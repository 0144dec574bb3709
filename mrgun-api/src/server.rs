//! API server plumbing: the tower middleware stack (body limits, load
//! shedding, concurrency limit, request timeout) and graceful shutdown.
//!
//! Grounded on `lexe-api::server::{build_server_fut, LayerConfig}`. TLS
//! termination and edge rate limiting are external collaborators (§1), so
//! this server only ever binds plain HTTP.

use std::{future::Future, net::SocketAddr, time::Duration};

use anyhow::Context;
use axum::{error_handling::HandleErrorLayer, Router};
use tower::{
    buffer::BufferLayer, limit::ConcurrencyLimitLayer, load_shed::LoadShedLayer,
    timeout::TimeoutLayer, ServiceBuilder,
};
use tower_http::trace::TraceLayer;
use tracing::{info, warn};

use crate::error::{ApiError, ApiErrorKind};

/// Mirrors `lexe_api::server::LayerConfig`'s defaults, adjusted for this
/// service's per-request deadline (§5).
#[derive(Debug, Clone, PartialEq, Eq)]
pub struct LayerConfig {
    pub body_limit: Option<usize>,
    pub load_shed: bool,
    pub buffer_size: Option<usize>,
    pub concurrency: Option<usize>,
    pub handling_timeout: Option<Duration>,
}

impl Default for LayerConfig {
    fn default() -> Self {
        Self {
            body_limit: Some(16 * 1024),
            load_shed: true,
            buffer_size: Some(4096),
            concurrency: Some(4096),
            handling_timeout: Some(mrgun_common::config::REQUEST_DEADLINE),
        }
    }
}

/// A one-shot shutdown signal. Cloning gives another sender handle; every
/// subscriber observes the signal exactly once via [`Shutdown::recv`].
#[derive(Clone)]
pub struct Shutdown {
    tx: tokio::sync::watch::Sender<bool>,
}

impl Shutdown {
    pub fn new() -> Self {
        let (tx, _rx) = tokio::sync::watch::channel(false);
        Self { tx }
    }

    pub fn send(&self) {
        let _ = self.tx.send(true);
    }

    pub async fn recv(&self) {
        let mut rx = self.tx.subscribe();
        if *rx.borrow() {
            return;
        }
        let _ = rx.changed().await;
    }
}

impl Default for Shutdown {
    fn default() -> Self {
        Self::new()
    }
}

/// The grace period during which new connections are refused and the server
/// waits for in-flight requests to finish before a hard shutdown.
const SHUTDOWN_GRACE_PERIOD: Duration = Duration::from_secs(3);

/// Builds the layered router and serves it on `bind_addr` until `shutdown`
/// fires. Returns once the server has finished (gracefully or by timeout).
pub async fn serve(
    bind_addr: SocketAddr,
    router: Router,
    layer_config: LayerConfig,
    shutdown: Shutdown,
) -> anyhow::Result<()> {
    let middleware = ServiceBuilder::new()
        .layer(HandleErrorLayer::new(|_: tower::BoxError| async {
            ApiError::new(ApiErrorKind::Internal, "service is at capacity; retry later")
        }))
        .option_layer(layer_config.load_shed.then(LoadShedLayer::new))
        .option_layer(layer_config.buffer_size.map(BufferLayer::new))
        .option_layer(layer_config.concurrency.map(ConcurrencyLimitLayer::new))
        .layer(HandleErrorLayer::new(|_: tower::BoxError| async {
            ApiError::new(ApiErrorKind::Internal, "server timed out handling request")
        }))
        .option_layer(layer_config.handling_timeout.map(TimeoutLayer::new));

    let router = router
        .layer(axum::extract::DefaultBodyLimit::max(
            layer_config.body_limit.unwrap_or(usize::MAX),
        ))
        .layer(middleware)
        .layer(TraceLayer::new_for_http())
        .fallback(default_fallback);

    let listener = tokio::net::TcpListener::bind(bind_addr)
        .await
        .context("failed to bind listener")?;
    info!(%bind_addr, "listening");

    axum::serve(listener, router.into_make_service())
        .with_graceful_shutdown(shutdown_signal(shutdown))
        .await
        .context("server error")?;

    Ok(())
}

async fn shutdown_signal(shutdown: Shutdown) {
    shutdown.recv().await;
    info!("graceful shutdown initiated");
    tokio::time::sleep(SHUTDOWN_GRACE_PERIOD).await;
    warn!("shutdown grace period elapsed");
}

async fn default_fallback(method: axum::http::Method, uri: axum::http::Uri) -> ApiError {
    ApiError::new(ApiErrorKind::InvalidRequest, format!("no route for {method} {uri}"))
}

/// Blocking helper used by tests that want the shutdown future as a plain
/// `Future` without constructing a whole server.
pub fn wait_for(shutdown: Shutdown) -> impl Future<Output = ()> {
    async move { shutdown.recv().await }
}

#[cfg(test)]
mod tests {
    use super::*;

    #[tokio::test]
    async fn shutdown_fires_exactly_once_per_subscriber() {
        let shutdown = Shutdown::new();
        let waiter = shutdown.clone();
        let handle = tokio::spawn(async move { waiter.recv().await });
        shutdown.send();
        handle.await.expect("recv should complete after send");
    }

    #[tokio::test]
    async fn late_subscriber_sees_already_sent_signal() {
        let shutdown = Shutdown::new();
        shutdown.send();
        tokio::time::timeout(Duration::from_millis(50), shutdown.recv())
            .await
            .expect("late subscriber should see the signal immediately");
    }
}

◇ ◇ ◇ ◇ ◇ ◇ ◇

Required action: Please transcribe exactly the lines above from the line that has "pub struct LayerConfig" up to and including the line that has "pub fn new()"; no other line belongs in the answer.

Response:
pub struct LayerConfig {
    pub body_limit: Option<usize>,
    pub load_shed: bool,
    pub buffer_size: Option<usize>,
    pub concurrency: Option<usize>,
    pub handling_timeout: Option<Duration>,
}

impl Default for LayerConfig {
    fn default() -> Self {
        Self {
            body_limit: Some(16 * 1024),
            load_shed: true,
            buffer_size: Some(4096),
            concurrency: Some(4096),
            handling_timeout: Some(mrgun_common::config::REQUEST_DEADLINE),
        }
    }
}

/// A one-shot shutdown signal. Cloning gives another sender handle; every
/// subscriber observes the signal exactly once via [`Shutdown::recv`].
#[derive(Clone)]
pub struct Shutdown {
    tx: tokio::sync::watch::Sender<bool>,
}

impl Shutdown {
    pub fn new() -> Self {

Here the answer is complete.